First we want to convert the dateRep to a date object (cannot be seen in the above, but the dates are represented by a string). Then use that as index for easier access later.

import pandas as pd

# Just to get more rows, columns and display width
pd.set_option('display.max_rows', 300)
pd.set_option('display.max_columns', 300)
pd.set_option('display.width', 1000)
# Get the updated data
table = pd.read_csv("https://opendata.ecdc.europa.eu/covid19/casedistribution/csv")
# Convert dateRep to date object
table['date'] = pd.to_datetime(table['dateRep'], format='%d/%m/%Y')
# Use date for index
table = table.set_index('date')

Step 2: Prepare data and compute values needed for plot

What makes sense to plot?

Good question. In a Choropleth map you will color according to a value. Here we will color in darker red the higher the value a country is represented with.

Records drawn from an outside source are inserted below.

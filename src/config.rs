//! Runtime configuration: zoom thresholds and display-field metadata.
//!
//! Loadable from JSON and validated on load. The defaults reproduce the
//! thresholds the map client was tuned against.

use serde::{Deserialize, Serialize};

/// A property key the client renders, with its legend label and color.
#[derive(Debug, Clone, PartialEq, Serialize, Deserialize)]
pub struct DisplayField {
    pub key: String,
    pub label: String,
    pub color: String,
}

impl DisplayField {
    fn new(key: &str, label: &str, color: &str) -> Self {
        Self {
            key: key.to_string(),
            label: label.to_string(),
            color: color.to_string(),
        }
    }
}

/// Zoom bands for POI serving: below `city` the province clusters show,
/// and so on up to `detail`, above which raw POIs are served.
#[derive(Debug, Clone, Copy, PartialEq, Eq, Serialize, Deserialize)]
pub struct PoiLevels {
    pub province: u8,
    pub city: u8,
    pub district: u8,
    pub detail: u8,
}

impl Default for PoiLevels {
    fn default() -> Self {
        Self {
            province: 0,
            city: 8,
            district: 11,
            detail: 13,
        }
    }
}

/// Minimum display zoom per feature class.
#[derive(Debug, Clone, Copy, PartialEq, Eq, Serialize, Deserialize)]
#[serde(rename_all = "camelCase")]
pub struct ZoomConfig {
    /// Zoom at and above which city boundaries are shown.
    #[serde(default = "ZoomConfig::default_show_cities")]
    pub show_cities: u8,
    /// Zoom at and above which grid cells are served.
    #[serde(default = "ZoomConfig::default_show_cells")]
    pub show_cells: u8,
    #[serde(default)]
    pub poi_levels: PoiLevels,
}

impl ZoomConfig {
    const fn default_show_cities() -> u8 {
        4
    }

    const fn default_show_cells() -> u8 {
        8
    }
}

impl Default for ZoomConfig {
    fn default() -> Self {
        Self {
            show_cities: Self::default_show_cities(),
            show_cells: Self::default_show_cells(),
            poi_levels: PoiLevels::default(),
        }
    }
}

/// Full engine configuration, served verbatim to the client via
/// `/api/config`.
#[derive(Debug, Clone, PartialEq, Serialize, Deserialize)]
#[serde(rename_all = "camelCase")]
pub struct AppConfig {
    #[serde(default = "AppConfig::default_display_fields")]
    pub display_fields: Vec<DisplayField>,
    #[serde(default = "AppConfig::default_poi_display_fields")]
    pub poi_display_fields: Vec<DisplayField>,
    #[serde(default)]
    pub zoom_config: ZoomConfig,
}

impl AppConfig {
    fn default_display_fields() -> Vec<DisplayField> {
        vec![
            DisplayField::new("wpop_change", "wpop change", "#3b82f6"),
            DisplayField::new("pop_6_11_change", "pop6-11 change", "#60a5fa"),
            DisplayField::new("pop_12_14_change", "pop12-14 change", "#8b5cf6"),
            DisplayField::new("ed_ps_change", "ed ps change", "#f59e0b"),
            DisplayField::new("ed_js_change", "ed js change", "#ef4444"),
        ]
    }

    fn default_poi_display_fields() -> Vec<DisplayField> {
        vec![
            DisplayField::new("name", "name", "#10b981"),
            DisplayField::new("survive_pop_change", "survive pop change", "#f59e0b"),
        ]
    }

    /// Validate threshold ordering.
    pub fn validate(&self) -> Result<(), String> {
        let levels = &self.zoom_config.poi_levels;
        if !(levels.province <= levels.city
            && levels.city <= levels.district
            && levels.district <= levels.detail)
        {
            return Err("POI zoom levels must be ordered province <= city <= district <= detail"
                .to_string());
        }
        if self.display_fields.is_empty() {
            return Err("displayFields must not be empty".to_string());
        }
        Ok(())
    }

    /// Load configuration from a JSON string.
    pub fn from_json(json: &str) -> Result<Self, serde_json::Error> {
        let config: AppConfig = serde_json::from_str(json)?;
        if let Err(e) = config.validate() {
            return Err(serde::de::Error::custom(e));
        }
        Ok(config)
    }
}

impl Default for AppConfig {
    fn default() -> Self {
        Self {
            display_fields: Self::default_display_fields(),
            poi_display_fields: Self::default_poi_display_fields(),
            zoom_config: ZoomConfig::default(),
        }
    }
}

If we plotted based on number new COVID-19 cases, this would be high for countries with high populations. Hence, the number of COVID-19 cases per 100,000 people is used.

Using new COVID-19 cases per 100,000 people can be volatile and change drastic from day to day. To even that out, a 7 days rolling sum can be used. That is, you take the sum of the last 7 days and continue that process through your data.

To make it even less volatile, the average of the last 14 days of the 7 days rolling sum is used.

And no, it is not just something invented by me. It is used by the authorities in my home country to calculate rules of which countries are open for travel or not.

This can by the data above be calculated by computing that data.

def get_stat(country_code, table):
    data = table.loc[table['countryterritoryCode'] == country_code]
    data = data.reindex(index=data.index[::-1])
    data['7 days sum'] = data['cases'].rolling(7).sum()
    data['7ds/100000'] = data['7 days sum'] * 100000 / data['popData2019']
    data['14 mean'] = data['7ds/100000'].rolling(14).mean()
    return data

The above function takes the table we returned from Step 1 and extract a country based on a country code. Then it reverses the data to have the dates in chronological order.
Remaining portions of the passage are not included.